PROBLEM STATEMENT: Would you restate the data exactly as given?

*** MATERIALS PROVIDED ***

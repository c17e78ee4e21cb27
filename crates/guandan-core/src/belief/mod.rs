//! Per-round belief tracking over the cards other seats may hold.
//!
//! - `tracker`: the `CardTracker` probability rows and their incremental updates.
//! - `inference`: behaviour counters and the summaries derived from them.

mod inference;
mod tracker;

pub use inference::{HandInference, PlayerPattern, PlayerStats};
pub use tracker::{CardTracker, TrackerAction};
mod config;
mod engine;
mod personality;

pub use config::AiConfig;
pub use engine::{Decision, DecisionReason, GamePhaseTag, Move, StrategyEngine};
pub use personality::Personality;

*** End of MATERIALS PROVIDED ***

EXPECTED ANSWER:
repository c17e78ee4e21cb27
filename crates/guandan-core/src/belief/mod.rs
//! Per-round belief tracking over the cards other seats may hold.
//!
//! - `tracker`: the `CardTracker` probability rows and their incremental updates.
//! - `inference`: behaviour counters and the summaries derived from them.

mod inference;
mod tracker;

pub use inference::{HandInference, PlayerPattern, PlayerStats};
pub use tracker::{CardTracker, TrackerAction};
mod config;
mod engine;
mod personality;

pub use config::AiConfig;
pub use engine::{Decision, DecisionReason, GamePhaseTag, Move, StrategyEngine};
pub use personality::Personality;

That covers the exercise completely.